*Work instructions*: Please find all lines in the data that hold the string "there" and copy them.

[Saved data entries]

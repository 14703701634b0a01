// This file is part of the rochade library.
// Copyright (C) 2026 The rochade developers
//
// This program is free software: you can redistribute it and/or modify
// it under the terms of the GNU General Public License as published by
// the Free Software Foundation, either version 3 of the License, or
// (at your option) any later version.
//
// This program is distributed in the hope that it will be useful,
// but WITHOUT ANY WARRANTY; without even the implied warranty of
// MERCHANTABILITY or FITNESS FOR A PARTICULAR PURPOSE. See the
// GNU General Public License for more details.
//
// You should have received a copy of the GNU General Public License
// along with this program. If not, see <http://www.gnu.org/licenses/>.

//! The piece placement part of a position.

use std::{error::Error, fmt, fmt::Write as _};

use crate::{
    color::Color,
    role::Role,
    square::{File, Rank, Square},
    types::Piece,
};

/// Error when parsing the piece placement field of a FEN.
#[derive(Clone, Debug, Eq, PartialEq)]
pub struct ParseBoardError;

impl fmt::Display for ParseBoardError {
    fn fmt(&self, f: &mut fmt::Formatter<'_>) -> fmt::Result {
        f.write_str("invalid board fen")
    }
}

impl Error for ParseBoardError {}

/// [`Piece`] positions on a board.
///
/// A plain 8x8 grid: every square holds at most one piece.
///
/// # Examples
///
/// ```
/// use rochade::{Board, Square, Color::Black};
///
/// let board = Board::new();
/// // r n b q k b n r
/// // p p p p p p p p
/// // . . . . . . . .
/// // . . . . . . . .
/// // . . . . . . . .
/// // . . . . . . . .
/// // P P P P P P P P
/// // R N B Q K B N R
///
/// assert_eq!(board.piece_at(Square::E8), Some(Black.king()));
/// ```
#[derive(Clone, Eq, PartialEq, Hash)]
pub struct Board {
    squares: [Option<Piece>; 64],
}

impl Board {
    /// The standard starting position.
    pub fn new() -> Board {
        let backrank = [
            Role::Rook,
            Role::Knight,
            Role::Bishop,
            Role::Queen,
            Role::King,
            Role::Bishop,
            Role::Knight,
            Role::Rook,
        ];

        let mut board = Board::empty();
        for (file, role) in File::ALL.into_iter().zip(backrank) {
            for color in Color::ALL {
                board.set_piece_at(Square::from_coords(file, color.backrank()), role.of(color));
                board.set_piece_at(
                    Square::from_coords(file, color.relative_rank(Rank::Second)),
                    color.pawn(),
                );
            }
        }
        board
    }

    pub const fn empty() -> Board {
        Board {
            squares: [None; 64],
        }
    }

    /// Parses the piece placement field of a FEN.
    ///
    /// Ranks are listed from the eighth down to the first, separated by `/`.
    /// Digits `1` to `8` stand for runs of empty squares.
    ///
    /// # Errors
    ///
    /// Returns [`ParseBoardError`] unless the input describes exactly 8 ranks
    /// of exactly 8 squares each, using only piece letters and digits.
    pub fn from_ascii_board_fen(board_fen: &[u8]) -> Result<Board, ParseBoardError> {
        let mut board = Board::empty();
        let mut ranks = 0;

        for (row, rank_fen) in board_fen.split(|&ch| ch == b'/').enumerate() {
            let rank = 7usize
                .checked_sub(row)
                .and_then(|index| Rank::ALL.get(index).copied())
                .ok_or(ParseBoardError)?;

            let mut file = 0;
            for &ch in rank_fen {
                if (b'1'..=b'8').contains(&ch) {
                    file += usize::from(ch - b'0');
                } else {
                    let piece = Piece::from_char(char::from(ch)).ok_or(ParseBoardError)?;
                    let piece_file = File::ALL.get(file).copied().ok_or(ParseBoardError)?;
                    board.set_piece_at(Square::from_coords(piece_file, rank), piece);
                    file += 1;
                }
                if file > 8 {
                    return Err(ParseBoardError);
                }
            }

            if file != 8 {
                return Err(ParseBoardError);
            }
            ranks += 1;
        }

        if ranks == 8 {
            Ok(board)
        } else {
            Err(ParseBoardError)
        }
    }

    #[inline]
    pub fn piece_at(&self, sq: Square) -> Option<Piece> {
        self.squares[sq.to_usize()]
    }

    #[inline]
    pub fn role_at(&self, sq: Square) -> Option<Role> {
        self.piece_at(sq).map(|piece| piece.role)
    }

    #[inline]
    pub fn color_at(&self, sq: Square) -> Option<Color> {
        self.piece_at(sq).map(|piece| piece.color)
    }

    #[inline]
    pub fn is_occupied(&self, sq: Square) -> bool {
        self.squares[sq.to_usize()].is_some()
    }

    /// Puts a piece on a square, replacing whatever was there.
    #[inline]
    pub fn set_piece_at(&mut self, sq: Square, piece: Piece) {
        self.squares[sq.to_usize()] = Some(piece);
    }

    #[inline]
    pub fn remove_piece_at(&mut self, sq: Square) -> Option<Piece> {
        self.squares[sq.to_usize()].take()
    }

    #[inline]
    pub fn discard_piece_at(&mut self, sq: Square) {
        self.squares[sq.to_usize()] = None;
    }

    /// Finds the king of the given side. If there is more than one, the one
    /// on the lowest square index is returned.
    pub fn king_of(&self, color: Color) -> Option<Square> {
        self.pieces()
            .find(|&(_, piece)| piece == color.king())
            .map(|(sq, _)| sq)
    }

    /// Iterates over all occupied squares, from `A1` to `H8`.
    pub fn pieces(&self) -> impl Iterator<Item = (Square, Piece)> + '_ {
        Square::all().filter_map(|sq| self.piece_at(sq).map(|piece| (sq, piece)))
    }

    /// Number of pieces on the board, including kings.
    pub fn len(&self) -> usize {
        self.squares.iter().filter(|sq| sq.is_some()).count()
    }

    pub fn is_empty(&self) -> bool {
        self.squares.iter().all(Option::is_none)
    }

    /// The grid in FEN order: the eighth rank first, each rank from the
    /// a-file to the h-file.
    pub fn rows(&self) -> impl Iterator<Item = [Option<Piece>; 8]> + '_ {
        Rank::ALL.into_iter().rev().map(move |rank| {
            File::ALL.map(|file| self.piece_at(Square::from_coords(file, rank)))
        })
    }

    /// Displays the piece placement field of a FEN.
    ///
    /// # Examples
    ///
    /// ```
    /// use rochade::Board;
    ///
    /// assert_eq!(
    ///     Board::new().board_fen().to_string(),
    ///     "rnbqkbnr/pppppppp/8/8/8/8/PPPPPPPP/RNBQKBNR"
    /// );
    /// ```
    pub fn board_fen(&self) -> BoardFen<'_> {
        BoardFen { board: self }
    }
}

impl Default for Board {
    fn default() -> Board {
        Board::new()
    }
}

impl fmt::Debug for Board {
    fn fmt(&self, f: &mut fmt::Formatter<'_>) -> fmt::Result {
        for row in self.rows() {
            for (file, piece) in row.into_iter().enumerate() {
                if file > 0 {
                    f.write_char(' ')?;
                }
                f.write_char(piece.map_or('.', Piece::char))?;
            }
            f.write_char('\n')?;
        }
        Ok(())
    }
}

/// Piece placement field of a FEN, as returned by [`Board::board_fen()`].
#[derive(Debug)]
pub struct BoardFen<'b> {
    board: &'b Board,
}

impl fmt::Display for BoardFen<'_> {
    fn fmt(&self, f: &mut fmt::Formatter<'_>) -> fmt::Result {
        for (row_index, row) in self.board.rows().enumerate() {
            if row_index > 0 {
                f.write_char('/')?;
            }

            let mut empty = 0;
            for piece in row {
                match piece {
                    Some(piece) => {
                        if empty > 0 {
                            write!(f, "{empty}")?;
                            empty = 0;
                        }
                        f.write_char(piece.char())?;
                    }
                    None => empty += 1,
                }
            }
            if empty > 0 {
                write!(f, "{empty}")?;
            }
        }
        Ok(())
    }
}

#[cfg(test)]
mod tests {
    use super::*;

    #[test]
    fn test_starting_position() {
        let board = Board::new();
        assert_eq!(board.len(), 32);
        assert_eq!(board.king_of(Color::White), Some(Square::E1));
        assert_eq!(board.king_of(Color::Black), Some(Square::E8));
        assert_eq!(board.piece_at(Square::D1), Some(Color::White.queen()));
        assert_eq!(board.piece_at(Square::G7), Some(Color::Black.pawn()));
        assert_eq!(board.piece_at(Square::E4), None);
    }

    #[test]
    fn test_remove_piece_at() {
        let mut board = Board::new();
        assert_eq!(board.remove_piece_at(Square::D1), Some(Color::White.queen()));
        assert_eq!(board.remove_piece_at(Square::D1), None);
        assert_eq!(board.len(), 31);
        assert_eq!(
            board.board_fen().to_string(),
            "rnbqkbnr/pppppppp/8/8/8/8/PPPPPPPP/RNB1KBNR"
        );
    }

    #[test]
    fn test_board_fen_roundtrip() {
        for fen in [
            "rnbqkbnr/pppppppp/8/8/8/8/PPPPPPPP/RNBQKBNR",
            "r3k2r/p1ppqpb1/bn2pnp1/3PN3/1p2P3/2N2Q1p/PPPBBPPP/R3K2R",
            "8/8/8/8/8/8/k7/K7",
            "8/2p5/3p4/KP5r/1R3p1k/8/4P1P1/8",
        ] {
            let board = Board::from_ascii_board_fen(fen.as_bytes()).expect("valid board fen");
            assert_eq!(board.board_fen().to_string(), fen);
        }
    }

    #[test]
    fn test_invalid_board_fen() {
        for fen in [
            "",
            "8/8/8/8/8/8/8",
            "8/8/8/8/8/8/8/8/8",
            "9/8/8/8/8/8/8/8",
            "8/8/8/8/8/8/8/7",
            "8/8/8/8/8/8/8/ppppppppp",
            "8/8/8/8/8/8/8/44p",
            "8/8/8/8/8/8/8/7x",
            "8/8/8/8/8/8/8/8/",
        ] {
            assert_eq!(
                Board::from_ascii_board_fen(fen.as_bytes()),
                Err(ParseBoardError),
                "{fen}"
            );
        }
    }

    #[test]
    fn test_rows_start_at_eighth_rank() {
        let board = Board::new();
        let rows: Vec<_> = board.rows().collect();
        assert_eq!(rows[0][4], Some(Color::Black.king()));
        assert_eq!(rows[7][4], Some(Color::White.king()));
        assert_eq!(rows[3], [None; 8]);
    }

    #[test]
    fn test_debug_diagram() {
        let board = Board::from_ascii_board_fen(b"8/8/8/8/8/8/k7/K7").expect("valid board fen");
        assert_eq!(
            format!("{board:?}"),
            ". . . . . . . .\n\
             . . . . . . . .\n\
             . . . . . . . .\n\
             . . . . . . . .\n\
             . . . . . . . .\n\
             . . . . . . . .\n\
             k . . . . . . .\n\
             K . . . . . . .\n"
        );
    }
}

*Written response*:
    /// Puts a piece on a square, replacing whatever was there.
    /// Finds the king of the given side. If there is more than one, the one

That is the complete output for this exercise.